You can’t win an argument.

  • Distrust your first instinctive impression.

  • Control your temper

  • Listen first

  • Look for areas of agreement

  • Be honest

  • Promise to think over your opponent’s ideas and study them carefully

  • Thank your opponents sincerely for their interest

  • Postpone action to give both sides time to think through the problem

  1. Show respect for the other person’s opinions. Never say, “You’re wrong.”

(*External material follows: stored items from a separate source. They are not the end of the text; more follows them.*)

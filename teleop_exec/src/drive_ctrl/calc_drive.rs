//! Normal drive policy calculations.

// ---------------------------------------------------------------------------
// IMPORTS
// ---------------------------------------------------------------------------

use super::state::DriveCtrl;
use comms_if::{eqpt::WheelCmd, input::InputFrame};
use util::maths::{apply_deadzone, lin_map};

// ---------------------------------------------------------------------------
// IMPLEMENTATIONS
// ---------------------------------------------------------------------------

impl DriveCtrl {
    /// Calculate the wheel demands for the normal drive policy.
    ///
    /// Demands are produced in the straight-ahead convention, positive
    /// meaning forward on both sides. The polarity fix-up into the wire
    /// convention happens later in `enforce_limits`.
    pub(super) fn calc_drive(&mut self, frame: &InputFrame) -> WheelCmd {
        let input_map = self.params.input_map;

        // Triggers rest at -1.0, normalise into [0, 1] and scale into the
        // configured speed range
        let forward_rpm = self.trigger_to_rpm(frame.axis(input_map.forward_axis));
        let reverse_rpm = self.trigger_to_rpm(frame.axis(input_map.reverse_axis));

        // Direction arbitration, the stronger pull wins. Forward must be
        // strictly greater, a tie resolves to reverse.
        let mut total_rpm = if forward_rpm > reverse_rpm {
            forward_rpm
        } else {
            self.report.reverse_commanded = true;
            -reverse_rpm
        };

        if frame.button(input_map.boost_button) {
            total_rpm *= self.params.boost_multiplier;
        }

        // Steering slows the wheel on the deflected side down, pivoting the
        // vehicle towards that side. The other wheel keeps the full demand.
        let steering = apply_deadzone(
            frame.axis(input_map.steering_axis),
            self.params.steering_deadzone,
        );
        let damped_rpm = total_rpm * (1.0 - steering.abs() * self.params.turn_damping_coeff);

        if steering < 0.0 {
            WheelCmd::new(damped_rpm, total_rpm)
        } else if steering > 0.0 {
            WheelCmd::new(total_rpm, damped_rpm)
        } else {
            WheelCmd::new(total_rpm, total_rpm)
        }
    }

    /// Map a raw trigger value in [-1, 1] to a speed demand in RPM.
    fn trigger_to_rpm(&self, raw: f64) -> f64 {
        let normalised = (raw + 1.0) / 2.0;

        lin_map(
            (0.0, 1.0),
            (self.params.min_speed_rpm, self.params.max_speed_rpm),
            normalised,
        )
    }
}
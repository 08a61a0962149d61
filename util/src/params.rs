//! Generic parameters functions

// ---------------------------------------------------------------------------
// IMPORTS
// ---------------------------------------------------------------------------

use serde::de::DeserializeOwned;
use std::fs::read_to_string;
use thiserror::Error;
use toml;

// ---------------------------------------------------------------------------
// ENUMERATIONS
// ---------------------------------------------------------------------------

/// An error that occurs during loading of a parameter file.
#[derive(Debug, Error)]
pub enum LoadError {
    #[error("The software root environment variable (DDROVER_SW_ROOT) is not set")]
    SwRootNotSet,

    #[error("Cannot load the parameter file: {0}")]
    FileLoadError(std::io::Error),

    #[error("Cannot read the parameter file: {0}")]
    DeserialiseError(toml::de::Error),
}

// ---------------------------------------------------------------------------
// PUBLIC FUNCTIONS
// ---------------------------------------------------------------------------

/// Load a parameter file.
///
/// The file path is relative to the software root's "params" directory.
pub fn load<P>(param_file_path: &str) -> Result<P, LoadError>
where
    P: DeserializeOwned,
{
    // Get the params dir
    let mut path = crate::host::get_sw_root().map_err(|_| LoadError::SwRootNotSet)?;
    path.push("params");
    path.push(param_file_path);

    // Load the file into a string
    let params_str = read_to_string(path).map_err(LoadError::FileLoadError)?;

    // Parse the string into the parameter struct
    toml::from_str(params_str.as_str()).map_err(LoadError::DeserialiseError)
}
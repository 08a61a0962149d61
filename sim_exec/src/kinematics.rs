//! # Unicycle Model Kinematics
//!
//! Exact integration of the unicycle (differential drive) model. Each step
//! treats the wheel velocities as constant over the timestep and moves the
//! vehicle along the resulting arc in closed form, so shrinking the timestep
//! does not change the trajectory, only how often it is sampled.

// ---------------------------------------------------------------------------
// IMPORTS
// ---------------------------------------------------------------------------

// External imports
use nalgebra::{Rotation2, Vector2};

// ---------------------------------------------------------------------------
// CONSTANTS
// ---------------------------------------------------------------------------

/// Wheel velocity difference below which the motion is treated as a straight
/// line rather than an arc.
///
/// Units: meters/second
const VEL_EQ_EPSILON_MPS: f64 = 1e-6;

// ---------------------------------------------------------------------------
// DATA STRUCTURES
// ---------------------------------------------------------------------------

/// Planar pose of the vehicle.
///
/// The heading is measured anticlockwise from the world y axis and is never
/// wrapped, so the accumulated rotation of the vehicle can be read off
/// directly.
#[derive(Debug, Clone, Copy)]
pub struct Pose {
    /// Position of the axle midpoint in the world frame.
    ///
    /// Units: meters
    pub position_m: Vector2<f64>,

    /// Heading angle.
    ///
    /// Units: radians
    pub heading_rad: f64,
}

// ---------------------------------------------------------------------------
// IMPLEMENTATIONS
// ---------------------------------------------------------------------------

impl Pose {
    /// World positions of the two wheel contact points, `(left, right)`.
    ///
    /// The axle lies along the body x axis, which points along
    /// `(cos(heading), sin(heading))` in the world frame. Used to show the
    /// vehicle's orientation in trajectory outputs.
    pub fn axle_endpoints(&self, track_width_m: f64) -> (Vector2<f64>, Vector2<f64>) {
        let half =
            0.5 * track_width_m * Vector2::new(self.heading_rad.cos(), self.heading_rad.sin());

        (self.position_m - half, self.position_m + half)
    }
}

impl Default for Pose {
    fn default() -> Self {
        Self {
            position_m: Vector2::zeros(),
            heading_rad: 0.0,
        }
    }
}

// ---------------------------------------------------------------------------
// PUBLIC FUNCTIONS
// ---------------------------------------------------------------------------

/// Convert a wheel speed in RPM to the linear velocity of the wheel's
/// contact point.
pub fn rpm_to_mps(speed_rpm: f64, wheel_radius_m: f64) -> f64 {
    speed_rpm * 2.0 * std::f64::consts::PI / 60.0 * wheel_radius_m
}

/// Advance the pose by one timestep of constant wheel velocities.
///
/// `track_width_m` is the distance between the two wheel contact points.
/// The displacement is computed in the body frame (x right, y forward) and
/// rotated into the world frame by the heading at the start of the step.
pub fn step(
    pose: &Pose,
    vel_left_mps: f64,
    vel_right_mps: f64,
    track_width_m: f64,
    dt_s: f64,
) -> Pose {
    let (disp_body_m, delta_heading_rad) =
        if (vel_left_mps - vel_right_mps).abs() < VEL_EQ_EPSILON_MPS {
            // Equal wheel velocities, straight line ahead
            (Vector2::new(0.0, vel_left_mps * dt_s), 0.0)
        } else {
            let vel_avg_mps = 0.5 * (vel_left_mps + vel_right_mps);

            // Signed radius of the arc traced by the axle midpoint. Positive
            // radius puts the turn centre on the body x axis.
            let curve_radius_m = 0.5 * track_width_m * (vel_left_mps + vel_right_mps)
                / (vel_left_mps - vel_right_mps);

            let turn_rate_rads =
                (-curve_radius_m.signum() * vel_avg_mps).atan2(curve_radius_m.abs());
            let delta_heading_rad = turn_rate_rads * dt_s;

            (
                Vector2::new(
                    -curve_radius_m * (delta_heading_rad.cos() - 1.0),
                    -curve_radius_m * delta_heading_rad.sin(),
                ),
                delta_heading_rad,
            )
        };

    let disp_world_m = Rotation2::new(pose.heading_rad) * disp_body_m;

    Pose {
        position_m: pose.position_m + disp_world_m,
        heading_rad: pose.heading_rad + delta_heading_rad,
    }
}

// ---------------------------------------------------------------------------
// TESTS
// ---------------------------------------------------------------------------

#[cfg(test)]
mod test {
    use super::*;

    #[test]
    fn test_straight_line() {
        let pose = step(&Pose::default(), 1.0, 1.0, 0.5, 0.1);

        assert!((pose.position_m.x).abs() < 1e-12);
        assert!((pose.position_m.y - 0.1).abs() < 1e-12);
        assert_eq!(pose.heading_rad, 0.0);
    }

    #[test]
    fn test_straight_line_follows_heading() {
        let start = Pose {
            position_m: Vector2::new(1.0, 2.0),
            heading_rad: std::f64::consts::FRAC_PI_2,
        };

        let pose = step(&start, 1.0, 1.0, 0.5, 0.1);

        // Forward motion rotated a quarter turn anticlockwise moves along
        // negative world x
        assert!((pose.position_m.x - 0.9).abs() < 1e-12);
        assert!((pose.position_m.y - 2.0).abs() < 1e-12);
    }

    #[test]
    fn test_near_equal_velocities_are_straight() {
        let pose = step(&Pose::default(), 1.0, 1.0 + 1e-9, 0.5, 0.1);

        assert!(pose.position_m.x.abs() < 1e-12);
        assert_eq!(pose.heading_rad, 0.0);
    }

    #[test]
    fn test_step_composition_is_exact() {
        // Integrating an arc in many small steps must land exactly where a
        // single large step does, up to float rounding
        let track_width_m = 0.5;
        let (vel_left_mps, vel_right_mps) = (0.0, 1.0);

        let one = step(&Pose::default(), vel_left_mps, vel_right_mps, track_width_m, 1.0);

        let mut many = Pose::default();
        for _ in 0..100 {
            many = step(&many, vel_left_mps, vel_right_mps, track_width_m, 0.01);
        }

        assert!((one.position_m - many.position_m).norm() < 1e-9);
        assert!((one.heading_rad - many.heading_rad).abs() < 1e-9);
    }

    #[test]
    fn test_heading_is_not_wrapped() {
        // Circling for long enough accumulates more than a full revolution
        // of heading
        let mut pose = Pose::default();
        for _ in 0..1000 {
            pose = step(&pose, 0.0, 1.0, 0.5, 0.1);
        }

        assert!(pose.heading_rad.abs() > 2.0 * std::f64::consts::PI);
    }

    #[test]
    fn test_rpm_to_mps() {
        // 60 rpm is one revolution per second, one circumference of travel
        let expected = 2.0 * std::f64::consts::PI * 0.1;
        assert!((rpm_to_mps(60.0, 0.1) - expected).abs() < 1e-12);

        assert_eq!(rpm_to_mps(0.0, 0.1), 0.0);
        assert!(rpm_to_mps(-60.0, 0.1) < 0.0);
    }

    #[test]
    fn test_axle_endpoints() {
        // At zero heading the axle lies along world x, left wheel at -x
        let pose = Pose {
            position_m: Vector2::new(1.0, 1.0),
            heading_rad: 0.0,
        };

        let (left, right) = pose.axle_endpoints(0.5);

        assert!((left - Vector2::new(0.75, 1.0)).norm() < 1e-12);
        assert!((right - Vector2::new(1.25, 1.0)).norm() < 1e-12);
    }
}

  2. If you’re wrong, admit it quickly and emphatically

“Any fool can try to defend his or her mistakes - and most fools do - but it raises one above the herd and gives one a feeling of nobility and exultation to admit one’s mistakes.”

Dale Carnegie
  1. Begin in a friendly way

  2. Get the other person saying “yes, yes” immediately

“Keep emphasizing, if possible, that you are both striving for the same end and that your only difference is one of method and not purpose.”

Dale Carnegie
  1. Let the other person do a great deal of the talking

  2. Let the other person feel that the idea is his or hers

  3. Try honestly to see things from the other person’s point of view

  4. Be sympathetic with the other person’s ideas and desires

“I don’t blame you one iota for feeling as you do. If I were you I would undoubtedly feel just as you do.”

Dale Carnegie
  1. Appeal to the nobler motives

  2. Dramatize your ideas

  3. Throw down a challenge

“That is what every successful person loves: the game. The chance for self-expression. The chance to prove his or her worth, to excel, to win.”

Dale Carnegie

How to Change People Without Giving Offense or Arousing Resentment

  1. Begin with praise and honest appreciation

  2. Call attention to people’s mistakes indirectly

  3. Talk about your own mistakes before criticizing the other person

  4. Ask questions instead of direct orders

  5. Let the other person save face

  6. Praise the slightest improvement and praise every improvement. Be “hearty in your approbation and lavish in your praise.”

“Abilities wither under criticism; they blossom under encouragement.”

Dale Carnegie

“If you want to improve a person in a certain respect, act as though that particular trait were already one of his or her outstanding characteristics.”

Dale Carnegie
  1. Give the other person a fine reputation to live up to

“Be liberal with your encouragement, make the thing seem easy to do, let the other person know that you have faith in his ability to do it, that he has an undeveloped flair for it - and he will practice until the dawn comes in the window in order to excel.”

Dale Carnegie
  1. Use encourage. Make the fault seem easy to correct

  2. Make the other person happy about doing the thing you suggest

Truth be told - How to Win to Friends & Influence People is incredibly boring once you’ve read it six or seven times.

Yet the lessons are timeless and invaluable.

Now when confronted with a human relations problem I can quickly consult this list and be reminded of some of the most effective tactics to handle difficult situations.